Those who make Star Sport

They say that every brick has a story to tell. While they may not be the red ceramic kind or the ones with rough edges that come straight out of those sad looking brick klins, they are no less durable. We are talking about the human bricks that have turned the Daily Star Sport as standard-setters, the people who never worked for recognition and are bind by a cement called unconditional love for sport. This is the profile section of that extended family.

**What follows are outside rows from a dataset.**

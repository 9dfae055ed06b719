//! Task category reference data hook.

use std::sync::Arc;

use hearth_shared::{Result, TaskCategory};

use crate::config::Mode;
use crate::query::{QueryCache, QueryKey};
use crate::service::DataService;

pub struct CategoriesHook {
    service: Arc<DataService>,
    cache: Arc<QueryCache>,
}

impl CategoriesHook {
    pub fn new(service: Arc<DataService>, cache: Arc<QueryCache>) -> Self {
        Self { service, cache }
    }

    /// Synchronous first paint straight from the store; local mode only.
    pub fn initial(&self) -> Option<Vec<TaskCategory>> {
        match self.service.mode() {
            Mode::Local => Some(self.service.store().categories()),
            Mode::Remote => None,
        }
    }

    /// Category tiles in display order. Static data: cached until someone
    /// explicitly invalidates.
    pub async fn categories(&self) -> Result<Vec<TaskCategory>> {
        self.cache
            .fetch(QueryKey::Categories, self.service.categories())
            .await
    }
}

The Daily Star Sport team of the late 90s

Rezowanul Haque Mustazir
Senior Sub-Editor
Age: Anywhere beyond 50
Year of joining DS: 1991
The longest surviving member of Star Sport came to the party after his introduction to the world of journalism as a reporter of a hot cine magazine. Affectionately called Mostafiz, Big Mush,… and what not! Once caused a minor scandal by sleeping over Brian Lara's then world record 375 considering the breaking news not important enough only to find it as the lead item in every other daily the next day except in the Star. But those days are long gone and the man from the village greens of Lalmonirhat now has strong opinions about sports and politics. For a while his relation with IT could have been compared to Madonna's love for Osama bin-Laden but now try getting his hand off that mouse. A fan of former US President Bill Clinton, Mustazir has that uncanny knack of concealing vital info like marriage and child birth and invariably bunks work on the last working day before the Eid-ul-Azha holidays in the pretext of buying the sacrificial cow. Big man with a spacious heart and the calming influence at Star Sport. Everybody's favourite punc-hbag. A loyal servant of Daily Star and has been here through all the changes.

Lenin Gani
A former Senior Sub-Editor. Now Sports Editor of the Daily New Age.
Age: Ageless!
Year of joining DS: 1993
Holds the proud record of being the first DS journalist to get mugged. Better still, the incident was covered in next day's edition of The Daily Star much to the delight of the victim and also the goons who ripped Gani off. He is probably the only British national (by birth) who is working for a local newspaper without a work permit but his ethnic origin possibly makes him immune from any legal hanky panky. Afterall where would the rest of the country be without us Sylhetis! Unfortunately his departure for New Age marks the end of Sylhet's representation at Star Sports (sigh!). A no-nonsense deskman with exemplary punctuality. At times daring thanks to his weapon of mass destruction a stainless steel flask, which he wielded threateningly at the driver of a giant inter-district coach after forcing the bus to pull over on Panthapath one night. The driver had apparently made the cardinal sin of not allowing the CNG-run three-wheeler Gani was on to overtake him. Supports Liverpool more from nostalgia than for any remote evidence of charm in their football.

Syed Ashfaqul Haque
Former Sports Editor, News Editor at present
Age: Handsome late 30s!
Year of joining DS: 1993
A male chauvinist and a vehement anti equal-rights activist once upon a time. His macho days effectively ended when he tied the knot. As Star Sport's first computer literate, he enjoyed the privilege of playing Formula 1 while the others watched with envy. He then realised that playing Prince of Persia alone was no fun so he taught a couple of others how to operate the PC and thus the Daily Star entered the network age!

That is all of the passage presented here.